We may, however, execute p on the data set b2, created from a2 in the previous section:

>> b2*p
sdlab with 2 entries from 'reject'

Important: perClass only checks if nominal representations match when working with sddata sets, but not for numerical matrices:

>> +a2*p

ans =

       2
       2

Also, the C-based execution runtime does not check for correctness of nominal representation executing classifiers out-of-Matlab.

9.11. Turning labels into nominal features ↩

Above, we have seen how to convert nominal feature into an sdlab object. That is very useful if we want to work with categories using powerful logical operations or regular expressions.
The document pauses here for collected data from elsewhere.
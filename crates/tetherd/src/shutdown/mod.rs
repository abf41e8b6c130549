//! Request tracking and graceful shutdown.
//!
//! The [`ShutdownCoordinator`] owns the set of in-flight requests. Once a
//! shutdown or upgrade begins it refuses new requests, tells every client how
//! long the grace period is, then polls until the set drains or the grace
//! period runs out. Requests still pending at that point are recorded as
//! force-killed and abandoned.

mod coordinator;
mod errors;
mod notifier;

pub use self::coordinator::{
    RequestInfo, ShutdownCoordinator, ShutdownMetrics, ShutdownReport, ShutdownSettings,
};
pub use self::errors::ShutdownError;
pub use self::notifier::{ClientNotifier, NotifyError};

const SHUTDOWN_TARGET: &str = concat!(env!("CARGO_PKG_NAME"), "::shutdown");
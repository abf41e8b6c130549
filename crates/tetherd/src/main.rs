use std::io::{self, Write};
use std::process::ExitCode;

fn main() -> ExitCode {
    match tetherd::run() {
        Ok(_) => ExitCode::SUCCESS,
        Err(error) => {
            let _ = writeln!(io::stderr(), "tetherd: {error}");
            ExitCode::FAILURE
        }
    }
}
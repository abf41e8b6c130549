//! Behavioural suites exercising the daemon over real local sockets.

mod election_behaviour;
pub(crate) mod support;
//! Closed enumerations that appear on the wire.

use serde::{Deserialize, Serialize};
use strum::{Display, EnumIter, EnumString, IntoStaticStr};

/// Discriminant carried in every message's `type` field.
#[derive(
    Debug,
    Clone,
    Copy,
    PartialEq,
    Eq,
    Hash,
    Serialize,
    Deserialize,
    Display,
    EnumString,
    EnumIter,
    IntoStaticStr,
)]
#[serde(rename_all = "snake_case")]
#[strum(serialize_all = "snake_case")]
pub enum MessageKind {
    /// Client introduces itself to the daemon.
    Handshake,
    /// Daemon accepts or rejects a handshake.
    HandshakeAck,
    /// Client liveness ping.
    Heartbeat,
    /// Daemon reply to a heartbeat.
    HeartbeatAck,
    /// Client leaves the session.
    Disconnect,
    /// Wrapped request destined for the request handler.
    McpRequest,
    /// Wrapped handler response.
    McpResponse,
    /// Wrapped one-way notification.
    McpNotification,
    /// Client asks the daemon to hand off to a newer version.
    RequestUpgrade,
    /// Daemon announces an imminent upgrade hand-off.
    UpgradePending,
    /// Daemon cancels or refuses an upgrade.
    UpgradeAbort,
    /// Daemon announces a shutdown and its grace period.
    Shutdown,
    /// Error report tied to a connection or request.
    Error,
}

impl MessageKind {
    /// Returns the wire name of this kind.
    #[must_use]
    pub fn as_str(self) -> &'static str {
        self.into()
    }
}

/// Why the daemon is shutting down.
#[derive(
    Debug,
    Clone,
    Copy,
    PartialEq,
    Eq,
    Hash,
    Serialize,
    Deserialize,
    Display,
    EnumString,
    EnumIter,
    IntoStaticStr,
)]
#[serde(rename_all = "snake_case")]
#[strum(serialize_all = "snake_case")]
pub enum ShutdownReason {
    /// An operator or client asked for the daemon to stop.
    UserRequest,
    /// A newer version is taking over.
    Upgrade,
    /// The process received a termination signal.
    Signal,
    /// The daemon stopped after a period without clients.
    Idle,
    /// An unrecoverable error forced the daemon down.
    Error,
}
But how to bring the label object back to nominal feature values?

Let us consider this label object:

>> L=sdlab(a(3:end,2))
sdlab with 2 entries, 2 groups: 'aaa'(1) 'ccc'(1) 
>> +L

ans =

aaa
ccc

If we only convert L into sddata set, categories are represented differently than in the original set:

>> c=sddata(L)
2 by 1 sddata (nominal), class: 'unknown'
>> +c

ans =

 1
 2

This is because label objects in perClass only represent categories present.

The useful for converting the labels back into original nominal representation is:

>> d=sdnominal(sddata(L),'from',a(:,2))
Nominal representation in the data matrix updated based on the 'from' data set.
2 by 1 sddata (nominal), class: 'unknown'
>> +d

ans =

 1
 3